__Requirement__
Copy the records that follow exactly, leaving nothing out.

==================================================

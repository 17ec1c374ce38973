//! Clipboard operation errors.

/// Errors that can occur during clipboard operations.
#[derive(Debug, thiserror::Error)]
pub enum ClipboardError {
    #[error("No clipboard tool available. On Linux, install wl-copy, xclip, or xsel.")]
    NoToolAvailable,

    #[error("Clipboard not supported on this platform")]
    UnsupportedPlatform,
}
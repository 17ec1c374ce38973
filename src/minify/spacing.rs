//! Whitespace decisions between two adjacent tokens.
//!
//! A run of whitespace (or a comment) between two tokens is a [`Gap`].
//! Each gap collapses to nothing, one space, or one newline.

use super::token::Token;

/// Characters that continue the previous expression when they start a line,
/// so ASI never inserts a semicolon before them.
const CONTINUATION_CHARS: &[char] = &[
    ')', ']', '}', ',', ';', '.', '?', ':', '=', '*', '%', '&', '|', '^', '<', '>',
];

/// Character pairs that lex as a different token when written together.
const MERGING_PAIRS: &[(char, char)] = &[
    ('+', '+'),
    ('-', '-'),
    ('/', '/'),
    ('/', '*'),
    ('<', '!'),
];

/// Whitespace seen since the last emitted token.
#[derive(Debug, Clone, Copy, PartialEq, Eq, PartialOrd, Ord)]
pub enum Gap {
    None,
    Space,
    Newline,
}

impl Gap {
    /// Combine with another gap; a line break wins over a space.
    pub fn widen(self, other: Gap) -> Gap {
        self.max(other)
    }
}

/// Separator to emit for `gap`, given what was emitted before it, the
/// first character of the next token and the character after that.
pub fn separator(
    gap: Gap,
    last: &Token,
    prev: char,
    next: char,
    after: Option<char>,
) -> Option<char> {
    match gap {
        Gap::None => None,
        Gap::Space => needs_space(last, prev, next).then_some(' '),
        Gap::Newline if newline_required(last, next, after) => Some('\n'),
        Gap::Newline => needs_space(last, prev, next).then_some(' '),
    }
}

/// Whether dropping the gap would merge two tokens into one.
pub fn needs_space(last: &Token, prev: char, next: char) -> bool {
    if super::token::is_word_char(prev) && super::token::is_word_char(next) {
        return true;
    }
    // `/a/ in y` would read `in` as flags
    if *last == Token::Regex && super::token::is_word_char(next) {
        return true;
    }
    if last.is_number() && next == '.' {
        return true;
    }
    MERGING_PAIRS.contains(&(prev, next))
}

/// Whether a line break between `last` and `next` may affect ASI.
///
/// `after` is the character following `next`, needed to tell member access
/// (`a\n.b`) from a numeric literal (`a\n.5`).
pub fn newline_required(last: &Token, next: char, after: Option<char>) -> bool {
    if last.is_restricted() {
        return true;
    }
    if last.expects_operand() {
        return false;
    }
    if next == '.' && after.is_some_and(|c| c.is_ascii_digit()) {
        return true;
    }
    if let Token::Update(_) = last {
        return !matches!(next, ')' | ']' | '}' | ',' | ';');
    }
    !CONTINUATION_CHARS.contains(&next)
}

==================================================

__Exercise result__
repository 17ec1c374ce38973
//! Clipboard operation errors.

/// Errors that can occur during clipboard operations.
#[derive(Debug, thiserror::Error)]
pub enum ClipboardError {
    #[error("No clipboard tool available. On Linux, install wl-copy, xclip, or xsel.")]
    NoToolAvailable,

    #[error("Clipboard not supported on this platform")]
    UnsupportedPlatform,
}
repository 17ec1c374ce38973
filename src/minify/spacing.rs
//! Whitespace decisions between two adjacent tokens.
//!
//! A run of whitespace (or a comment) between two tokens is a [`Gap`].
//! Each gap collapses to nothing, one space, or one newline.

use super::token::Token;

/// Characters that continue the previous expression when they start a line,
/// so ASI never inserts a semicolon before them.
const CONTINUATION_CHARS: &[char] = &[
    ')', ']', '}', ',', ';', '.', '?', ':', '=', '*', '%', '&', '|', '^', '<', '>',
];

/// Character pairs that lex as a different token when written together.
const MERGING_PAIRS: &[(char, char)] = &[
    ('+', '+'),
    ('-', '-'),
    ('/', '/'),
    ('/', '*'),
    ('<', '!'),
];

/// Whitespace seen since the last emitted token.
#[derive(Debug, Clone, Copy, PartialEq, Eq, PartialOrd, Ord)]
pub enum Gap {
    None,
    Space,
    Newline,
}

impl Gap {
    /// Combine with another gap; a line break wins over a space.
    pub fn widen(self, other: Gap) -> Gap {
        self.max(other)
    }
}

/// Separator to emit for `gap`, given what was emitted before it, the
/// first character of the next token and the character after that.
pub fn separator(
    gap: Gap,
    last: &Token,
    prev: char,
    next: char,
    after: Option<char>,
) -> Option<char> {
    match gap {
        Gap::None => None,
        Gap::Space => needs_space(last, prev, next).then_some(' '),
        Gap::Newline if newline_required(last, next, after) => Some('\n'),
        Gap::Newline => needs_space(last, prev, next).then_some(' '),
    }
}

/// Whether dropping the gap would merge two tokens into one.
pub fn needs_space(last: &Token, prev: char, next: char) -> bool {
    if super::token::is_word_char(prev) && super::token::is_word_char(next) {
        return true;
    }
    // `/a/ in y` would read `in` as flags
    if *last == Token::Regex && super::token::is_word_char(next) {
        return true;
    }
    if last.is_number() && next == '.' {
        return true;
    }
    MERGING_PAIRS.contains(&(prev, next))
}

/// Whether a line break between `last` and `next` may affect ASI.
///
/// `after` is the character following `next`, needed to tell member access
/// (`a\n.b`) from a numeric literal (`a\n.5`).
pub fn newline_required(last: &Token, next: char, after: Option<char>) -> bool {
    if last.is_restricted() {
        return true;
    }
    if last.expects_operand() {
        return false;
    }
    if next == '.' && after.is_some_and(|c| c.is_ascii_digit()) {
        return true;
    }
    if let Token::Update(_) = last {
        return !matches!(next, ')' | ']' | '}' | ',' | ';');
    }
    !CONTINUATION_CHARS.contains(&next)
}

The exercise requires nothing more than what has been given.